(Beginning of Dataset records)
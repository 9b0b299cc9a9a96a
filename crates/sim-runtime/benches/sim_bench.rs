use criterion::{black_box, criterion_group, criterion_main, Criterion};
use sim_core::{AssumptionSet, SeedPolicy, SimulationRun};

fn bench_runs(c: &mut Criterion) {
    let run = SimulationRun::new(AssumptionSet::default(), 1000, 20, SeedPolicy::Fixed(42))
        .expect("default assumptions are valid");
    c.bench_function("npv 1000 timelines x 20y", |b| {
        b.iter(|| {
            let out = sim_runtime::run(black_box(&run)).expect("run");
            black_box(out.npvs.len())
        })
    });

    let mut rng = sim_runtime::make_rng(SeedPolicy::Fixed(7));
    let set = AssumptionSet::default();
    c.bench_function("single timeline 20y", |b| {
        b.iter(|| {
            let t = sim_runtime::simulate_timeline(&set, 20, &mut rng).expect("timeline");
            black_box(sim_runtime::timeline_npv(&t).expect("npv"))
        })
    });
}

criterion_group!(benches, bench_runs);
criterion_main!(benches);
(End of Dataset records)
(Beginning of Dataset records)
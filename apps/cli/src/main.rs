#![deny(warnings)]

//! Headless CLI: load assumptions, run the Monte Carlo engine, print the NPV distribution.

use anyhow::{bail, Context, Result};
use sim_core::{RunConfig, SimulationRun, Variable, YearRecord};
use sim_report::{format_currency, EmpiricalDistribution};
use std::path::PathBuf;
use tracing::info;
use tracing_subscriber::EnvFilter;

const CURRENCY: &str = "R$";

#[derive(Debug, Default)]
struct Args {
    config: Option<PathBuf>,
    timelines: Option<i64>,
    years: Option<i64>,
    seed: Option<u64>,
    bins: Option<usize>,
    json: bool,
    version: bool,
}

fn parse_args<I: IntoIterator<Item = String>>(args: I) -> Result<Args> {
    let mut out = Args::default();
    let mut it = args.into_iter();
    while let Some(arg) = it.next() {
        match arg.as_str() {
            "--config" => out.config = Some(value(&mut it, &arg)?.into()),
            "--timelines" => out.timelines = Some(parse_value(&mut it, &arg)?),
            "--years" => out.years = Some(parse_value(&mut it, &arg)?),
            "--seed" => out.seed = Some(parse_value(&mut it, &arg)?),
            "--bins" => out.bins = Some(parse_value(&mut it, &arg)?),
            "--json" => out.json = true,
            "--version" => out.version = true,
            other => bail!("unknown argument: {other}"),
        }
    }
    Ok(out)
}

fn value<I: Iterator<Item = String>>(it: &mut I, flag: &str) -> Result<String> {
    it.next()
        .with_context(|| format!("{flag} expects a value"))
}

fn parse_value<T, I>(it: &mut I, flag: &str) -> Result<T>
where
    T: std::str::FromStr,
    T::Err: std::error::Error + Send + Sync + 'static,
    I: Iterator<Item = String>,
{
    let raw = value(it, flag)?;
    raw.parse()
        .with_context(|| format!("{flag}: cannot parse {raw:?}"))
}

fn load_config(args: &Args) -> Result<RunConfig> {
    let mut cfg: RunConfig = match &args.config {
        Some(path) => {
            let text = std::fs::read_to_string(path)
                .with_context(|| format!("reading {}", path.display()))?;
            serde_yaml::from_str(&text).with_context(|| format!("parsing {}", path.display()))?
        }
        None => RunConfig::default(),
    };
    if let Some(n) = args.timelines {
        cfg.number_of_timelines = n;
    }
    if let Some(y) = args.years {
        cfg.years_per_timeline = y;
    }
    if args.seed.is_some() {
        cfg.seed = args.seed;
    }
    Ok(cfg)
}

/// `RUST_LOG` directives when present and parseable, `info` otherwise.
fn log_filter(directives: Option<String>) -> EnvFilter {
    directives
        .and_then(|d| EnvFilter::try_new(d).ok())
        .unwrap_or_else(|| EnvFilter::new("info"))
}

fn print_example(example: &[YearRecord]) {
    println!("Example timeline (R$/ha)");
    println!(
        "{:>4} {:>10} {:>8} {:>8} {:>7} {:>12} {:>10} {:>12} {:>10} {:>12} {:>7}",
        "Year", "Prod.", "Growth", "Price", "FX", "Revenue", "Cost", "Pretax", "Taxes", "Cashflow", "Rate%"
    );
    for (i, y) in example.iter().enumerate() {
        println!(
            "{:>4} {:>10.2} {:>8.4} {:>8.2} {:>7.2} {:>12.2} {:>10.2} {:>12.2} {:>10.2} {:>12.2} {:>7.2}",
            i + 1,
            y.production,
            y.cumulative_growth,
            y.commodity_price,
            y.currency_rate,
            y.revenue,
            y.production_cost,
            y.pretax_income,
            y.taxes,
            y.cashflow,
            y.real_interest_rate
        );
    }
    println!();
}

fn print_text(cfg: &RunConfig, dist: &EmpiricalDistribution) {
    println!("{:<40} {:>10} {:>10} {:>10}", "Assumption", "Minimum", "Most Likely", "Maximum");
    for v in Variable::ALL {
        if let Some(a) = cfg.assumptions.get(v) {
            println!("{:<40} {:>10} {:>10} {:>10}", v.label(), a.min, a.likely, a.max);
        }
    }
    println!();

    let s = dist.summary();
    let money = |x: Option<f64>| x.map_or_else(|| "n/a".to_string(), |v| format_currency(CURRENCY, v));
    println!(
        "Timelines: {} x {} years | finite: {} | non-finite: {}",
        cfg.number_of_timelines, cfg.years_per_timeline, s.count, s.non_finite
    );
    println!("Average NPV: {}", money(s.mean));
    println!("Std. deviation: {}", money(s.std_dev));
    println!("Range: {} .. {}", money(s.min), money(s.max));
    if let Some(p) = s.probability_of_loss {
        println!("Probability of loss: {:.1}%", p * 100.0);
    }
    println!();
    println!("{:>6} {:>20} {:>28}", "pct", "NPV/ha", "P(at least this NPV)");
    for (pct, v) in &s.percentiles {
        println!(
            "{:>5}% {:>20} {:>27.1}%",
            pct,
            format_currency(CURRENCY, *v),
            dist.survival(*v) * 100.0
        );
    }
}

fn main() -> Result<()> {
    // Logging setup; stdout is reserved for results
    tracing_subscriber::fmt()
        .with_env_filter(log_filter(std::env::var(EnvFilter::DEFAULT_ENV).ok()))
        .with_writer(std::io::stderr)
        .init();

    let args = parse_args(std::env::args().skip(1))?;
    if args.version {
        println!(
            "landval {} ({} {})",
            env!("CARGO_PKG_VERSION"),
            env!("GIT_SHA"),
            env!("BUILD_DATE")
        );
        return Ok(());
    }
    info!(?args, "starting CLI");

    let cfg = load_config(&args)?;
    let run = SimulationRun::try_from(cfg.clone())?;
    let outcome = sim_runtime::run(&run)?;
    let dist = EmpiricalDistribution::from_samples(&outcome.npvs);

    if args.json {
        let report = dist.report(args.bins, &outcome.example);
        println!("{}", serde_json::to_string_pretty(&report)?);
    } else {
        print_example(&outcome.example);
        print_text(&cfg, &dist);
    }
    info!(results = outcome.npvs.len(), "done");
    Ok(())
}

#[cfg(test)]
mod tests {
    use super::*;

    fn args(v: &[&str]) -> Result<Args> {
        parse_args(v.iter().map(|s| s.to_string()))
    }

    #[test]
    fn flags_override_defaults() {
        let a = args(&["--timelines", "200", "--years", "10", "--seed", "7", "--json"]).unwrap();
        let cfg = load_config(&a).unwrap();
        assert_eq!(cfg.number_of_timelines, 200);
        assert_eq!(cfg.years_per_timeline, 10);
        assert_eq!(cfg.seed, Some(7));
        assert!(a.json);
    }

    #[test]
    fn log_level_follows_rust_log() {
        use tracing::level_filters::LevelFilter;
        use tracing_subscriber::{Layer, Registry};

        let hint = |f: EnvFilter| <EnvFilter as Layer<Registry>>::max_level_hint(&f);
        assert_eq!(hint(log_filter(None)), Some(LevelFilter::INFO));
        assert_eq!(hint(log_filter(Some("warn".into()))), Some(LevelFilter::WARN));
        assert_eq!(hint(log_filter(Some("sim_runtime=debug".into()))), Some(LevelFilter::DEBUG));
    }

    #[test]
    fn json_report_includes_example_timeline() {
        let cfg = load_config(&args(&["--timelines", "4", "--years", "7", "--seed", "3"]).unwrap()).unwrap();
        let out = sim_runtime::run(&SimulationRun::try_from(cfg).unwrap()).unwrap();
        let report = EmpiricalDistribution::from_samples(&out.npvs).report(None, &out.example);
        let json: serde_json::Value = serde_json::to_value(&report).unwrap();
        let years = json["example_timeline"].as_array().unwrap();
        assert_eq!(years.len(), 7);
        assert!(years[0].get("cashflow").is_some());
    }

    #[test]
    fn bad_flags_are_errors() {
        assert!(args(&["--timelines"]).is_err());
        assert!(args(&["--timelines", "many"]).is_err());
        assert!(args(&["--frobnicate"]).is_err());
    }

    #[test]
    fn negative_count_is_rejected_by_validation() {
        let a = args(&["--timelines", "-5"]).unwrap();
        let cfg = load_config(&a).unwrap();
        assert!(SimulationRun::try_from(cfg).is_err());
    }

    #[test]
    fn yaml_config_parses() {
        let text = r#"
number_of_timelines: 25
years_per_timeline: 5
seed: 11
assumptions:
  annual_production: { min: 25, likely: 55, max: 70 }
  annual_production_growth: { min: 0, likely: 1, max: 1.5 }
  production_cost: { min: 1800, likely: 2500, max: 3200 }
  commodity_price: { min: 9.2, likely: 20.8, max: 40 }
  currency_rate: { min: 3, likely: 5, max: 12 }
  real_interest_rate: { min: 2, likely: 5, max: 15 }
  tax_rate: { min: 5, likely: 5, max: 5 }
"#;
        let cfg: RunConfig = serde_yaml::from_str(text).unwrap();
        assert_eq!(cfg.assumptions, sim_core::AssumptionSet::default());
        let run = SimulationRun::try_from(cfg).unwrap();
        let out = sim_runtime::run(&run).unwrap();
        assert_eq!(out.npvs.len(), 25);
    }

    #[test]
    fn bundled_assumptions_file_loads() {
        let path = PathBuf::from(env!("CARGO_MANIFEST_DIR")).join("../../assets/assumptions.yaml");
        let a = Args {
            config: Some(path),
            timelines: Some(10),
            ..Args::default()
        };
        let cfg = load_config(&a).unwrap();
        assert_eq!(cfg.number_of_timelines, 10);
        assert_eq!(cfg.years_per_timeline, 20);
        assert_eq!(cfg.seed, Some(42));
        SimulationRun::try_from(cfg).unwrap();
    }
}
(End of Dataset records)
(Beginning of Dataset records)
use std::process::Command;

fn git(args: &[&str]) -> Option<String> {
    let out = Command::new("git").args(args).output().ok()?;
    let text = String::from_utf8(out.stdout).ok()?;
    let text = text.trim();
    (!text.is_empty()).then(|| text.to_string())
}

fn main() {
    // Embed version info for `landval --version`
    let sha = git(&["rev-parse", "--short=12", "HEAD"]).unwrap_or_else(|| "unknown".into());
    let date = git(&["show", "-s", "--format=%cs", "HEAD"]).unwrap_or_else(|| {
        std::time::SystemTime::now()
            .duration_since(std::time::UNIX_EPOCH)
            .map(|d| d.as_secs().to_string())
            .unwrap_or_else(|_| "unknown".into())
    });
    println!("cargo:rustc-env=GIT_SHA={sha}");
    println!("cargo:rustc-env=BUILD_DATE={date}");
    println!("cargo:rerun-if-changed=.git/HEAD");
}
(End of Dataset records)
** What needs to be done **
Could you return every line from the entries above in which the string "AssumptionSet" occurs?

** Response area **
use sim_core::{AssumptionSet, SeedPolicy, SimulationRun};
    let run = SimulationRun::new(AssumptionSet::default(), 1000, 20, SeedPolicy::Fixed(42))
    let set = AssumptionSet::default();
        assert_eq!(cfg.assumptions, sim_core::AssumptionSet::default());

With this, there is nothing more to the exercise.